Akhirnya dipanggillah aku ke atas panggung. Aku pun naik ke panggung setelah memberi hormat kepada seluruh undangan dan penonton terlebih dahulu. Sebelum memegang mic, detak jantungku tidak teratur. Aku berusaha untuk yakin, tidak gugup dan menganggap semua orang di hadapanku adalah benda mati. Aku panggil salam pembuka, kulihati seluruh penonton dengan tatapan tajam, dan kubaca judul puisi dengan suara diafragma. Tiba-tiba saja – dan mungkin karena besar dan gemuruh suaraku – semua orang diam dan terpana kepadaku. Omongan-omongan kecil yang sedari tadi terdengar dari kerumunan orang, sebegitu saja lenyap. Kesunyian seakan-akan telah menjerat ribuan orang di hadapanku. Dan karenanya dadaku terasa sedikit lega.

Bait-perbait puisi itu aku baca dengan sangat jelas dan tajam, dengan suara yang dinaik dan turunkan dan dengan mimik muka yang meyakinkan.

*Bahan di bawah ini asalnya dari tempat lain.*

//! Codec implementations and factory

use crate::error::{CodecError, Result};
use crate::types::{AudioCodec, CodecConfig, CodecType};

// Codec implementations
#[cfg(feature = "g711")]
pub mod g711;

#[cfg(feature = "gsm")]
pub mod gsm;

#[cfg(feature = "vox")]
pub mod vox;

/// Codec factory for creating codec instances
pub struct CodecFactory;

impl CodecFactory {
    /// Create a codec instance from configuration
    pub fn create(config: CodecConfig) -> Result<Box<dyn AudioCodec>> {
        // Validate configuration first
        config.validate()?;

        match config.codec_type {
            #[cfg(feature = "vox")]
            CodecType::Vox => {
                let codec = vox::VoxCodec::new(config)?;
                Ok(Box::new(codec))
            }

            #[cfg(feature = "g711")]
            CodecType::G711Pcmu => {
                let codec = g711::G711Codec::new_pcmu(config)?;
                Ok(Box::new(codec))
            }

            #[cfg(feature = "g711")]
            CodecType::G711Pcma => {
                let codec = g711::G711Codec::new_pcma(config)?;
                Ok(Box::new(codec))
            }

            #[cfg(feature = "gsm")]
            CodecType::Gsm610 => {
                let codec = gsm::Gsm610Codec::new(config)?;
                Ok(Box::new(codec))
            }

            #[allow(unreachable_patterns)]
            codec_type => Err(CodecError::feature_not_enabled(codec_type.name().to_lowercase())),
        }
    }

    /// Create a codec by name, keeping the rest of the configuration
    pub fn create_by_name(name: &str, config: CodecConfig) -> Result<Box<dyn AudioCodec>> {
        let codec_type = CodecType::from_name(name).ok_or_else(|| CodecError::unsupported_codec(name))?;

        let config = CodecConfig {
            codec_type,
            sample_rate: crate::types::SampleRate::from_hz(codec_type.default_sample_rate()),
            ..config
        };

        Self::create(config)
    }

    /// Get all supported codec names
    pub fn supported_codecs() -> Vec<&'static str> {
        vec![
            #[cfg(feature = "vox")]
            "VOX",
            #[cfg(feature = "g711")]
            "PCMU",
            #[cfg(feature = "g711")]
            "PCMA",
            #[cfg(feature = "gsm")]
            "GSM",
        ]
    }

    /// Check if a codec is supported
    pub fn is_supported(name: &str) -> bool {
        CodecType::from_name(name).is_some_and(|codec_type| Self::supported_codecs().contains(&codec_type.name()))
    }
}
//! GSM encoder/decoder tests

use super::{test_frame, test_signal};
use crate::codecs::gsm::*;
use crate::error::CodecError;
use crate::types::{AudioCodec, CodecConfig};

/// Third frame of the test signal, encoded from power-on
const THIRD_FRAME: [u8; GSM_FRAME_BYTES] = [
    0xD7, 0x9F, 0x92, 0xA0, 0xD9, 0x8C, 0xAD, 0x47, 0x5E, 0x9B, 0x5D, 0x7D, 0x93, 0x8E, 0xE2,
    0xD7, 0x8F, 0x2C, 0xA4, 0x93, 0x8A, 0x8E, 0x2B, 0x3C, 0x71, 0xCC, 0x9C, 0x4E, 0x3E, 0x5A,
    0x6D, 0xC7, 0x66,
];

fn snr_db(reference: &[i16], decoded: &[i16]) -> f64 {
    let signal: f64 = reference.iter().map(|&x| f64::from(x).powi(2)).sum();
    let noise: f64 = reference
        .iter()
        .zip(decoded)
        .map(|(&x, &y)| (f64::from(x) - f64::from(y)).powi(2))
        .sum();
    10.0 * (signal / noise.max(1.0)).log10()
}

#[test]
fn test_encoder_regression_frame() {
    let mut encoder = GsmEncoder::new();
    let mut frame = [0u8; GSM_FRAME_BYTES];

    for index in 0..3 {
        encoder.encode_frame(&test_frame(index), &mut frame);
    }

    assert_eq!(frame, THIRD_FRAME);

    let params = GsmFrameParams::unpack(&frame).unwrap();
    assert_eq!(params.larc, [30, 31, 18, 10, 8, 3, 3, 1]);
    assert_eq!(params.subframes[0].nc, 70);
    assert_eq!(params.subframes[0].bc, 1);
    assert_eq!(params.subframes[0].mc, 1);
    assert_eq!(params.subframes[0].xmaxc, 26);
}

#[test]
fn test_decoder_regression_frame() {
    let mut encoder = GsmEncoder::new();
    let mut decoder = GsmDecoder::new();
    let mut frame = [0u8; GSM_FRAME_BYTES];
    let mut output = [0i16; GSM_FRAME_SAMPLES];

    for index in 0..3 {
        encoder.encode_frame(&test_frame(index), &mut frame);
        decoder.decode_frame(&frame, &mut output).unwrap();
    }

    assert_eq!(output[..8], [-3344, -2264, -1648, -1336, -1456, -1384, -1128, 384]);
    assert_eq!(output.iter().map(|&s| i32::from(s)).sum::<i32>(), -34256);
}

#[test]
fn test_round_trip_quality() {
    let mut codec = Gsm610Codec::new(CodecConfig::gsm()).unwrap();
    let input: Vec<i16> = (0..GSM_FRAME_SAMPLES * 3).map(test_signal).collect();

    let encoded = codec.encode(&input).unwrap();
    let decoded = codec.decode(&encoded).unwrap();
    assert_eq!(decoded.len(), input.len());

    // Skip the first frame while the predictors settle
    let snr = snr_db(&input[GSM_FRAME_SAMPLES..], &decoded[GSM_FRAME_SAMPLES..]);
    assert!(snr > 15.0, "SNR {snr:.1} dB");
}

#[test]
fn test_sine_round_trip() {
    let mut codec = Gsm610Codec::default();
    let input: Vec<i16> = (0..GSM_FRAME_SAMPLES * 25)
        .map(|n| {
            let phase = 2.0 * std::f64::consts::PI * 440.0 * n as f64 / 8000.0;
            ((phase.sin() * 2048.0) as i16) << 3
        })
        .collect();

    let encoded = codec.encode(&input).unwrap();
    assert_eq!(encoded.len(), 25 * GSM_FRAME_BYTES);
    let decoded = codec.decode(&encoded).unwrap();

    let snr = snr_db(&input[800..], &decoded[800..]);
    assert!(snr > 20.0, "SNR {snr:.1} dB");
    assert!(decoded.iter().all(|&s| s & 0x7 == 0));
}

#[test]
fn test_extreme_input_stays_in_range() {
    let mut encoder = GsmEncoder::new();
    let mut decoder = GsmDecoder::new();
    let mut frame = [0u8; GSM_FRAME_BYTES];
    let mut output = [0i16; GSM_FRAME_SAMPLES];

    let inputs: [[i16; GSM_FRAME_SAMPLES]; 4] = [
        [i16::MIN; GSM_FRAME_SAMPLES],
        [0x7FF8; GSM_FRAME_SAMPLES],
        std::array::from_fn(|n| if (n / 20) % 2 == 0 { 0x7FF8 } else { i16::MIN }),
        std::array::from_fn(|n| if n % 2 == 0 { 0x7FF8 } else { i16::MIN }),
    ];

    for input in inputs.iter().cycle().take(20) {
        let params = encoder.encode_params(input);
        for sub in &params.subframes {
            assert!((40..=120).contains(&sub.nc));
            assert!(sub.xmaxc < 64);
            assert!(sub.xmc.iter().all(|&p| p < 8));
        }
        params.pack_into(&mut frame);
        decoder.decode_frame(&frame, &mut output).unwrap();
    }
}

#[test]
fn test_reset_restores_power_on_output() {
    let mut codec = Gsm610Codec::default();
    let input: Vec<i16> = (0..GSM_FRAME_SAMPLES).map(test_signal).collect();

    let first = codec.encode(&input).unwrap();
    let second = codec.encode(&input).unwrap();
    assert_ne!(first, second, "encoder memory changes the second frame");

    codec.reset().unwrap();
    assert_eq!(codec.encode(&input).unwrap(), first);
    assert_eq!(codec.encoder().state(), GsmEncoder::new().state());
}

#[test]
fn test_frame_size_validation() {
    let mut codec = Gsm610Codec::default();
    assert!(matches!(
        codec.encode(&[0; 100]),
        Err(CodecError::InvalidFrameSize { expected: 160, actual: 100 })
    ));
    assert!(codec.decode(&[0xD0; 32]).is_err());
    assert!(codec.encode(&[]).is_err());

    let mut small = [0u8; 10];
    assert!(matches!(
        codec.encode_into(&[0; 160], &mut small),
        Err(CodecError::BufferTooSmall { needed: 33, actual: 10 })
    ));
}

#[test]
fn test_decode_error_leaves_state() {
    let mut decoder = GsmDecoder::new();
    let mut output = [0i16; GSM_FRAME_SAMPLES];
    let before = decoder.state().clone();

    assert!(decoder.decode_frame(&[0u8; GSM_FRAME_BYTES], &mut output).is_err());
    assert_eq!(decoder.state(), &before);
}

#[test]
fn test_codec_info_and_config() {
    let codec = Gsm610Codec::default();
    let info = codec.info();
    assert_eq!(info.name, "GSM");
    assert_eq!(info.bitrate, 13200);
    assert_eq!(info.frame_size, 160);
    assert_eq!(info.encoded_frame_size, 33);
    assert!(!codec.supports_variable_frame_size());

    assert!(Gsm610Codec::new(CodecConfig::vox()).is_err());
    assert!(Gsm610Codec::new(CodecConfig::gsm().with_channels(2)).is_err());
}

Entahlah, ketika sampai di lembaran kedua, aku seakan-akan sudah bisa menghayati puisi. Mentalku dan sikapku lepas. Aku benar-benar tidak merasa sedang membaca puisi di hadapan orang-orang yang sudah semestinya untuk bersikap Islami. Kujiwai puisi itu dalam-dalam, sehingga suaraku meraung-raung tak karuan, ekspresi tangan dan mukaku betul-betul lahir dari ketidaksadaran, dan aku benar-benar telepas. Anehnya, semua orang semakin terdiam, seakan-akan tercekam oleh penampilanku. Sedikit pun tidak terdengar suara dari kerumunan mereka. Aku lihat semua wajah mereka nampaknya sedang khusuk memperhatikanku.

Maka seketika selesai pembacaan puisi, demikian pula penganugerahan siswa/santri tauladan, aku turun dengan salam dan sikap yang halus. Kini aku tampak lebih tenang dari sebelumnya. Tepuk-tangan dari penonton bergemuruh. Kasak-kusuk tentang aku pun terdengar di antara para kerumunan, terutama di kumpulan ibu-ibu. ”Wah, dia itu anak siapa? Sudah ganteng, pintar pula. Seandainya aku punya anak perempuan......,” kata seorang ibu yang entah siapa. Aku hanya tersenyum mendengarnya. Dan aku kembali ke balik panggung dengan rasa senang karena sukses dan ”telinga lebar” karena banyak disanjung.

Setelah itu, di acara Khatmil Qur’an dan Haflatul Imtihan pada tahun-tahun berikutnya, sampai sekarang, aku senantiasa diminta pulang dan membaca puisi di hadapan ribuan orang. Sampai hari ini, itu sudah terjadi sebanyak tiga kali. Hahaha, sebuah pengalaman yang betul-betul mengesankan. Dan aku berterima kasih kepada guruku! (26 April 2011).